New construction vs retrofit: which territory to chase first
A short and opinionated guide to the most consequential strategic decision a new integrator makes in their first eighteen months.
Every couple of months a new integrator owner asks me which type of work to chase. New construction or retrofit. The honest answer is both, eventually. The more useful answer, for the first 18 months, is one. Almost never both. The teams that try to do both early end up doing neither well, because the muscles are genuinely different.

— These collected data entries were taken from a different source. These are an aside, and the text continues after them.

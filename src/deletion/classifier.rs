use std::ops::RangeInclusive;

use lazy_static::lazy_static;
use regex::Regex;

use super::models::{codes, DeletionError, ErrorCategory};
use crate::cms::CmsError;


pub struct ClassificationRule {
    pub code: &'static str,
    pub category: ErrorCategory,
    pub retryable: bool,
    pub status_range: Option<RangeInclusive<u16>>,
    pub extra_statuses: &'static [u16],
    pub pattern: Regex,
    pub suggested_action: &'static str,
}

impl ClassificationRule {
    fn matches(&self, status: Option<u16>, text: &str) -> bool {
        let status_match = status.is_some_and(|s| {
            self.status_range.as_ref().is_some_and(|r| r.contains(&s))
                || self.extra_statuses.contains(&s)
        });
        status_match || self.pattern.is_match(text)
    }
}

fn rule(
    code: &'static str,
    category: ErrorCategory,
    retryable: bool,
    status_range: Option<RangeInclusive<u16>>,
    extra_statuses: &'static [u16],
    pattern: &str,
    suggested_action: &'static str,
) -> Option<ClassificationRule> {
    let pattern = Regex::new(pattern).ok()?;
    Some(ClassificationRule {
        code,
        category,
        retryable,
        status_range,
        extra_statuses,
        pattern,
        suggested_action,
    })
}

lazy_static! {
    /// Evaluated top to bottom; the first match wins. Timeouts sit above the
    /// generic server rule so "timeout ... 500" is a timeout.
    pub static ref RULES: Vec<ClassificationRule> = [
        rule(
            codes::TIMEOUT,
            ErrorCategory::Network,
            true,
            None,
            &[408, 504],
            r"timeout|timed out|etimedout|deadline exceeded",
            "The CMS did not respond in time. The deletion will be retried automatically.",
        ),
        rule(
            codes::NETWORK_ERROR,
            ErrorCategory::Network,
            true,
            None,
            &[],
            r"econnreset|econnrefused|enotfound|eai_again|\bdns\b|connection (reset|refused|closed|aborted)|network|socket hang up|fetch failed|offline|unreachable",
            "Check your internet connection. The deletion has been saved and will be retried when the connection is restored.",
        ),
        rule(
            codes::RATE_LIMITED,
            ErrorCategory::Server,
            true,
            None,
            &[429],
            r"rate limit|too many requests",
            "The CMS is throttling requests. Wait a moment before deleting more content.",
        ),
        rule(
            codes::PERMISSION_DENIED,
            ErrorCategory::Permission,
            false,
            None,
            &[401, 403],
            r"unauthori[sz]ed|forbidden|permission|insufficient|access denied",
            "Your API token lacks delete permission. Ask an administrator to grant write access.",
        ),
        rule(
            codes::NOT_FOUND,
            ErrorCategory::Validation,
            false,
            None,
            &[404],
            r"not found|does not exist",
            "The post no longer exists. Refresh the list to see the current content.",
        ),
        rule(
            codes::VALIDATION_ERROR,
            ErrorCategory::Validation,
            false,
            None,
            &[400, 422],
            r"invalid|validation|malformed|bad request",
            "The request was rejected as invalid. Check the post identifier and try again.",
        ),
        rule(
            codes::SERVER_ERROR,
            ErrorCategory::Server,
            true,
            Some(500..=599),
            &[],
            r"\b5\d{2}\b|internal server error|bad gateway|service unavailable",
            "The CMS reported an internal error. Try again in a few minutes.",
        ),
        rule(
            codes::CMS_REFERENCE_CONFLICT,
            ErrorCategory::Validation,
            false,
            None,
            &[],
            r"referenc",
            "Other documents still reference this post. Remove those references first.",
        ),
        rule(
            codes::CMS_TRANSIENT,
            ErrorCategory::Server,
            true,
            None,
            &[409],
            r"conflict|revision|mutation|transaction|temporarily",
            "The CMS rejected a concurrent change. The deletion will be retried.",
        ),
    ]
    .into_iter()
    .flatten()
    .collect();
}

const UNKNOWN_ACTION: &str = "An unexpected error occurred. Try again, and contact support if it persists.";


/// Total and deterministic: the same input always yields the same error.
pub fn classify(err: &CmsError) -> DeletionError {
    let text = match &err.code {
        Some(code) => format!("{} {}", code, err.message),
        None => err.message.clone(),
    }
    .to_lowercase();

    let message = if err.message.is_empty() {
        "Unknown error".to_string()
    } else {
        err.message.clone()
    };

    for rule in RULES.iter() {
        if rule.matches(err.status, &text) {
            return DeletionError {
                code: rule.code.to_string(),
                message,
                category: rule.category,
                retryable: rule.retryable,
                suggested_action: rule.suggested_action.to_string(),
            };
        }
    }

    DeletionError {
        code: codes::UNKNOWN_ERROR.to_string(),
        message,
        category: ErrorCategory::Unknown,
        retryable: false,
        suggested_action: UNKNOWN_ACTION.to_string(),
    }
}


pub fn classify_message(message: &str) -> DeletionError {
    classify(&CmsError::new(message))
}
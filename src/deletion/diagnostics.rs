use std::future::Future;
use std::time::{Duration, Instant};

use chrono::{DateTime, Utc};
use serde::{Deserialize, Serialize};
use tracing::{info, warn};

use super::circuit_breaker::CircuitBreaker;
use super::classifier::classify;
use super::models::DeletionError;
use super::orchestrator::guarded_call;
use crate::cms::{CmsClient, CmsError, Document, Patch};
use crate::utils::elapsed_ms;

const DIAGNOSTIC_DOC_TYPE: &str = "deletion_diagnostic";
const PATCHED_TITLE: &str = "Deletion pipeline diagnostic (patched)";


#[derive(Debug, Clone, PartialEq, Eq, Serialize, Deserialize)]
pub struct DiagnosticStep {
    pub name: String,
    pub success: bool,
    pub duration_ms: u64,
    pub error: Option<String>,
    pub code: Option<String>,
}


#[derive(Debug, Clone, PartialEq, Eq, Serialize, Deserialize)]
pub struct DiagnosticReport {
    pub steps: Vec<DiagnosticStep>,
    pub healthy: bool,
    pub ran_at: DateTime<Utc>,
}

impl DiagnosticReport {
    pub fn failed_step(&self) -> Option<&DiagnosticStep> {
        self.steps.iter().find(|s| !s.success)
    }
}


/// Exercises the CMS write path end to end with a throwaway document:
/// create, patch, fetch, delete, then confirm the delete stuck. Every call goes
/// through `breaker`. Stops at the first failing step.
pub async fn run_diagnostics(cms: &dyn CmsClient, breaker: &CircuitBreaker, timeout: Duration) -> DiagnosticReport {
    let ran_at = Utc::now();
    let mut steps = Vec::new();

    let draft = Document::new("", DIAGNOSTIC_DOC_TYPE).with_title("Deletion pipeline diagnostic");
    let created = timed_step(&mut steps, "create", || guarded_call(breaker, timeout, || cms.create(draft))).await;
    let Some(created) = created else {
        return finish(steps, ran_at);
    };
    let id = created.id;

    let patch = Patch::new().set("title", PATCHED_TITLE);
    let patched = timed_step(&mut steps, "patch", || guarded_call(breaker, timeout, || cms.patch(&id, patch))).await;
    if patched.is_none() {
        return finish(steps, ran_at);
    }

    let fetched = timed_step(&mut steps, "fetch", || async {
        match guarded_call(breaker, timeout, || cms.fetch_by_id(&id)).await {
            Ok(Some(doc)) if doc.title.as_deref() == Some(PATCHED_TITLE) => Ok(doc),
            Ok(Some(_)) => Err(classify(&CmsError::new("patched title was not persisted"))),
            Ok(None) => Err(classify(&CmsError::with_status(
                404,
                format!("diagnostic document {} not found", id),
            ))),
            Err(e) => Err(e),
        }
    })
    .await;
    if fetched.is_none() {
        return finish(steps, ran_at);
    }

    let deleted = timed_step(&mut steps, "delete", || guarded_call(breaker, timeout, || cms.delete(&id))).await;
    if deleted.is_none() {
        return finish(steps, ran_at);
    }

    timed_step(&mut steps, "verify", || async {
        match guarded_call(breaker, timeout, || cms.fetch_by_id(&id)).await {
            Ok(None) => Ok(()),
            Ok(Some(_)) => Err(classify(&CmsError::new("diagnostic document still present after delete"))),
            Err(e) => Err(e),
        }
    })
    .await;

    finish(steps, ran_at)
}

async fn timed_step<T, F, Fut>(steps: &mut Vec<DiagnosticStep>, name: &str, op: F) -> Option<T>
where
    F: FnOnce() -> Fut,
    Fut: Future<Output = Result<T, DeletionError>>,
{
    let started = Instant::now();
    let (value, error) = match op().await {
        Ok(value) => (Some(value), None),
        Err(e) => {
            warn!("Diagnostic step {} failed: {}", name, e);
            (None, Some(e))
        }
    };

    steps.push(DiagnosticStep {
        name: name.to_string(),
        success: error.is_none(),
        duration_ms: elapsed_ms(started),
        code: error.as_ref().map(|e| e.code.clone()),
        error: error.map(|e| e.message),
    });
    value
}

fn finish(steps: Vec<DiagnosticStep>, ran_at: DateTime<Utc>) -> DiagnosticReport {
    let healthy = steps.len() == 5 && steps.iter().all(|s| s.success);
    info!(
        "CMS diagnostics finished: healthy={}, steps={}",
        healthy,
        steps.iter().map(|s| format!("{}={}", s.name, s.success)).collect::<Vec<_>>().join(",")
    );
    DiagnosticReport { steps, healthy, ran_at }
}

New construction: the cycle
Long lead, lower competition, larger ticket. You catch the project at permit stage. You sell the spec in months, not weeks. You install during construction, which is messier but cheaper per camera. The customer signs a multi year service contract. The downside is that the cycle is unforgiving. Miss the spec window by three weeks and you are not on the bid list.
Retrofit: the cycle
Short lead, higher competition, smaller average ticket. The buyer is reacting to a specific problem. An incident, a renewal, a budget cycle. You sell on responsiveness and price more than you do on partnership. Margins are typically thinner, but volume is higher, and the deal can close in three to six weeks instead of three to six months.
How to pick
- Pick new construction if your team has the patience for a six month cycle and the discipline to track permits weekly
- Pick retrofit if your team is closer to a service company in DNA and has the install bandwidth for higher volume of small jobs
- Pick new construction if your geography has a strong commercial development pipeline
- Pick retrofit if your geography is mostly mature commercial inventory with annual budget cycles
What changes when you pick
Your signals change. Your messaging changes. Your sales calendar changes. Your hiring profile changes. The reps who close new construction are different humans from the reps who close retrofit. The mistake every owner makes is trying to hire one rep for both. We have stopped recommending that combination entirely.
The lane you pick first becomes the lane your brand is known for in the territory. That reputation calcifies in 18 months. Pick deliberately.
“Both work. Both pay. Both build a real business. But the first 18 months belong to one of them, not both.”